Personal information
- Full name: Nicholas Skinner
- Born: 6 May 1988 (age 36) Wagga Wagga, New South Wales, Australia

Playing information
- Height: 191 cm (6 ft 3 in)
- Weight: 103 kg (16 st 3 lb)
- Position: Prop, Second-row
Club
| Years | Team | Pld | T | G | FG | P |
| 2012–13 | Manly Sea Eagles | 6 | 1 | 0 | 0 | 4 |
- Source:

= Nick Skinner =

Australian rugby league footballer

Nick Skinner (born 6 May 1988) is a former professional rugby league footballer who last played for the Manly-Warringah Sea Eagles in the NRL. His choice of position was either Prop or Second-Row.

==Playing career==
Skinner was signed by the Canberra Raiders for the 2008 season. He spent four years playing for Canberra's affiliate team in South Logan but could not make his way into Canberra's first-grade team.

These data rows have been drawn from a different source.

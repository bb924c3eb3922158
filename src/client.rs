use std::fmt;
use std::time::Duration;

use reqwest::{multipart, StatusCode, Url};
use serde::de::DeserializeOwned;

use crate::{
    config::ClientConfig,
    endpoint::{self, BodyEncoding, Endpoint},
    transport::fetch_with_timeout,
    upload::{validate_upload, UploadFile},
    ChatRequest, ChatResponse, DocQaError, DocumentsList, Health, Result, Stats, UploadResponse,
};

const UNKNOWN_ERROR: &str = "Unknown error";
const BACKEND_UNAVAILABLE: &str = "Backend is not available";

/// Request body, checked against the endpoint's [`BodyEncoding`].
enum Payload {
    Json(serde_json::Value),
    Multipart(multipart::Form),
    Empty,
}

impl Payload {
    fn encoding(&self) -> BodyEncoding {
        match self {
            Self::Json(_) => BodyEncoding::Json,
            Self::Multipart(_) => BodyEncoding::Multipart,
            Self::Empty => BodyEncoding::Empty,
        }
    }
}

#[derive(Clone)]
/// Single-attempt HTTP client for the document question-answering backend.
///
/// Every method makes exactly one request. Use
/// [`ResilientClient`](crate::ResilientClient) for retries.
pub struct DocQaClient {
    http: reqwest::Client,
    base_url: String,
    timeout: Duration,
}

impl fmt::Debug for DocQaClient {
    fn fmt(&self, f: &mut fmt::Formatter<'_>) -> fmt::Result {
        f.debug_struct("DocQaClient")
            .field("base_url", &self.base_url)
            .field("timeout", &self.timeout)
            .finish()
    }
}

impl DocQaClient {
    /// Creates a client for `base_url` with the default 30 s timeout.
    pub fn new(base_url: impl AsRef<str>) -> Result<Self> {
        Ok(Self::from_config(&ClientConfig::new(base_url)?))
    }

    pub fn from_config(config: &ClientConfig) -> Self {
        Self {
            http: reqwest::Client::new(),
            base_url: config.base_url.clone(),
            timeout: config.options.timeout(),
        }
    }

    /// Replaces the per-request timeout.
    pub fn with_timeout(mut self, timeout: Duration) -> Self {
        self.timeout = timeout;
        self
    }

    pub fn base_url(&self) -> &str {
        &self.base_url
    }

    pub fn timeout(&self) -> Duration {
        self.timeout
    }

    /// Asks a question, optionally continuing an existing conversation.
    pub async fn chat(
        &self,
        message: &str,
        conversation_id: Option<&str>,
    ) -> Result<ChatResponse> {
        let payload = serde_json::to_value(ChatRequest {
            message: message.to_owned(),
            conversation_id: conversation_id.map(str::to_owned),
        })
        .map_err(|err| DocQaError::Parse(format!("could not encode chat request: {err}")))?;
        let request = self.request(&endpoint::CHAT, Payload::Json(payload))?;
        let response = fetch_with_timeout(request, self.timeout).await?;
        read_json(response).await
    }

    /// Validates `file` locally, then uploads it as multipart field `file`.
    ///
    /// Validation failures return before any request is built.
    pub async fn upload_document(&self, file: &UploadFile) -> Result<UploadResponse> {
        validate_upload(file)?;
        self.send_upload(file).await
    }

    /// Uploads a file that has already passed [`validate_upload`].
    pub(crate) async fn send_upload(&self, file: &UploadFile) -> Result<UploadResponse> {
        let part = multipart::Part::bytes(file.bytes.clone())
            .file_name(file.filename.clone())
            .mime_str(file.content_type())
            .map_err(|err| {
                DocQaError::Validation(format!("invalid content type for {}: {err}", file.filename))
            })?;
        let form = multipart::Form::new().part("file", part);
        let request = self.request(&endpoint::UPLOAD_DOCUMENT, Payload::Multipart(form))?;
        let response = fetch_with_timeout(request, self.timeout).await?;
        read_json(response).await
    }

    pub async fn list_documents(&self) -> Result<DocumentsList> {
        let request = self.request(&endpoint::LIST_DOCUMENTS, Payload::Empty)?;
        let response = fetch_with_timeout(request, self.timeout).await?;
        read_json(response).await
    }

    pub async fn get_stats(&self) -> Result<Stats> {
        let request = self.request(&endpoint::STATS, Payload::Empty)?;
        let response = fetch_with_timeout(request, self.timeout).await?;
        read_json(response).await
    }

    /// Deletes a document. Any 2xx counts as success; the body is ignored.
    pub async fn delete_document(&self, doc_id: &str) -> Result<()> {
        let target = &endpoint::DELETE_DOCUMENT;
        let url = target.url_with_segment(&self.base_url, doc_id)?;
        let request = self.request_to(target, url, Payload::Empty)?;
        let response = fetch_with_timeout(request, self.timeout).await?;
        if !response.status().is_success() {
            return Err(read_http_error(response).await);
        }
        Ok(())
    }

    /// Checks backend liveness.
    pub async fn health_check(&self) -> Result<Health> {
        let request = self.request(&endpoint::HEALTH, Payload::Empty)?;
        let response = fetch_with_timeout(request, self.timeout).await?;
        let status = response.status();
        if !status.is_success() {
            return Err(DocQaError::Http {
                status: status.as_u16(),
                message: BACKEND_UNAVAILABLE.to_owned(),
            });
        }
        let body = read_body(response).await?;
        parse_body(&body)
    }

    fn request(&self, endpoint: &Endpoint, payload: Payload) -> Result<reqwest::RequestBuilder> {
        let url = endpoint.url(&self.base_url)?;
        self.request_to(endpoint, url, payload)
    }

    fn request_to(
        &self,
        endpoint: &Endpoint,
        url: Url,
        payload: Payload,
    ) -> Result<reqwest::RequestBuilder> {
        if payload.encoding() != endpoint.body {
            return Err(DocQaError::InvalidConfig(format!(
                "endpoint {} expects a {:?} body, got {:?}",
                endpoint.name,
                endpoint.body,
                payload.encoding()
            )));
        }
        let builder = self.http.request(endpoint.method.clone(), url);
        Ok(match payload {
            Payload::Json(body) => builder.json(&body),
            Payload::Multipart(form) => builder.multipart(form),
            Payload::Empty => builder,
        })
    }
}

async fn read_body(response: reqwest::Response) -> Result<String> {
    response.text().await.map_err(DocQaError::Network)
}

/// Reads a non-2xx response into [`DocQaError::Http`].
///
/// A body that cannot be read counts as empty; the status is never lost.
async fn read_http_error(response: reqwest::Response) -> DocQaError {
    let status = response.status();
    let body = response.text().await.unwrap_or_default();
    http_error(status, &body)
}

async fn read_json<T: DeserializeOwned>(response: reqwest::Response) -> Result<T> {
    if !response.status().is_success() {
        return Err(read_http_error(response).await);
    }
    let body = read_body(response).await?;
    parse_body(&body)
}

fn parse_body<T: DeserializeOwned>(body: &str) -> Result<T> {
    serde_json::from_str(body)
        .map_err(|err| DocQaError::Parse(format!("invalid response JSON: {err}; body: {body}")))
}

/// Normalizes a non-2xx response into [`DocQaError::Http`].
///
/// Message precedence: JSON `detail` → raw text of a non-JSON body →
/// `"Unknown error"` for an empty body. A JSON body without `detail` reports
/// the status code.
fn http_error(status: StatusCode, body: &str) -> DocQaError {
    let message = match serde_json::from_str::<serde_json::Value>(body) {
        Ok(json) => match json.get("detail") {
            Some(serde_json::Value::String(detail)) if !detail.is_empty() => detail.clone(),
            Some(detail) if !detail.is_null() && !detail.is_string() => detail.to_string(),
            _ => format!("HTTP error! status: {}", status.as_u16()),
        },
        Err(_) => {
            let text = body.trim();
            if text.is_empty() {
                UNKNOWN_ERROR.to_owned()
            } else {
                text.to_owned()
            }
        }
    };

    DocQaError::Http {
        status: status.as_u16(),
        message,
    }
}

#[cfg(test)]
mod tests {
    use reqwest::StatusCode;

    use super::{http_error, DocQaClient, Payload};
    use crate::endpoint::{CHAT, HEALTH};
    use crate::DocQaError;

    fn message(status: u16, body: &str) -> String {
        let status = StatusCode::from_u16(status).expect("valid status");
        match http_error(status, body) {
            DocQaError::Http { message, .. } => message,
            other => panic!("expected http error, got {other:?}"),
        }
    }

    #[test]
    fn uses_detail_when_present() {
        assert_eq!(message(404, r#"{"detail":"not found"}"#), "not found");
    }

    #[test]
    fn renders_structured_detail_as_json() {
        assert_eq!(
            message(422, r#"{"detail":[{"loc":["body","message"]}]}"#),
            r#"[{"loc":["body","message"]}]"#
        );
    }

    #[test]
    fn json_without_detail_reports_status() {
        assert_eq!(message(500, r#"{"error":"boom"}"#), "HTTP error! status: 500");
        assert_eq!(message(502, r#"{"detail":""}"#), "HTTP error! status: 502");
    }

    #[test]
    fn falls_back_to_raw_text_then_unknown() {
        assert_eq!(message(502, "  Bad Gateway\n"), "Bad Gateway");
        assert_eq!(message(500, ""), "Unknown error");
    }

    #[test]
    fn payload_must_match_endpoint_encoding() {
        let client = DocQaClient::new("http://localhost:8000").expect("valid base url");

        assert!(client.request(&HEALTH, Payload::Empty).is_ok());
        assert!(client
            .request(&CHAT, Payload::Json(serde_json::json!({"message": "hi"})))
            .is_ok());

        let err = client
            .request(&CHAT, Payload::Empty)
            .expect_err("chat needs a json body");
        assert!(matches!(err, DocQaError::InvalidConfig(_)), "got {err:?}");
        assert!(err.to_string().contains("chat"));
    }

    #[test]
    fn debug_shows_base_url() {
        let client = DocQaClient::new("http://localhost:8000").expect("valid base url");
        let debug = format!("{client:?}");
        assert!(debug.contains("http://localhost:8000"));
    }
}
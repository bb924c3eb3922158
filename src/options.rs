use std::time::Duration;

use crate::{retry::RetryPolicy, Result};

/// Configures HTTP timeout and retry behavior.
#[derive(Clone, Debug, PartialEq)]
pub struct ClientOptions {
    /// Per-request timeout in milliseconds.
    pub timeout_ms: u64,
    /// Maximum number of retries after the initial attempt.
    pub max_retries: usize,
    /// Delay before the first retry in milliseconds.
    pub initial_delay_ms: u64,
    /// Upper bound for any single backoff delay in milliseconds.
    pub max_delay_ms: u64,
    /// Growth factor between consecutive delays. Must be greater than 1.
    pub exponential_base: f64,
}

impl ClientOptions {
    pub fn timeout(&self) -> Duration {
        Duration::from_millis(self.timeout_ms)
    }

    /// Builds the retry policy these options describe, without an observer.
    pub fn retry_policy(&self) -> Result<RetryPolicy> {
        RetryPolicy::default()
            .with_max_retries(self.max_retries)
            .with_initial_delay(Duration::from_millis(self.initial_delay_ms))
            .with_max_delay(Duration::from_millis(self.max_delay_ms))
            .with_exponential_base(self.exponential_base)
    }
}

impl Default for ClientOptions {
    fn default() -> Self {
        Self {
            timeout_ms: 30_000,
            max_retries: 3,
            initial_delay_ms: 1_000,
            max_delay_ms: 60_000,
            exponential_base: 2.0,
        }
    }
}

#[cfg(test)]
mod tests {
    use std::time::Duration;

    use super::ClientOptions;

    #[test]
    fn default_policy_matches_default_options() {
        let policy = ClientOptions::default()
            .retry_policy()
            .expect("defaults must be valid");
        assert_eq!(policy.max_retries(), 3);
        assert_eq!(policy.initial_delay(), Duration::from_secs(1));
        assert_eq!(policy.max_delay(), Duration::from_secs(60));
    }

    #[test]
    fn rejects_non_growing_base() {
        let options = ClientOptions {
            exponential_base: 1.0,
            ..ClientOptions::default()
        };
        assert!(options.retry_policy().is_err());
    }
}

At the end of the 2011 season, Skinner signed a two-year contract with Manly and made his NRL debut in Round 4 of 2012 against the St. George Illawarra Dragons.
At the end of the 2013 season, after playing 6 first-grade games for Manly, Skinner announced his intention to return to the South City Bulls of the Group 9 Rugby League based in Wagga Wagga, citing his inability to play in the first-grade team on a consistent basis as the reason for returning to his junior club. Skinner captain-coached South City to back-to-back premierships in 2016 and 2017.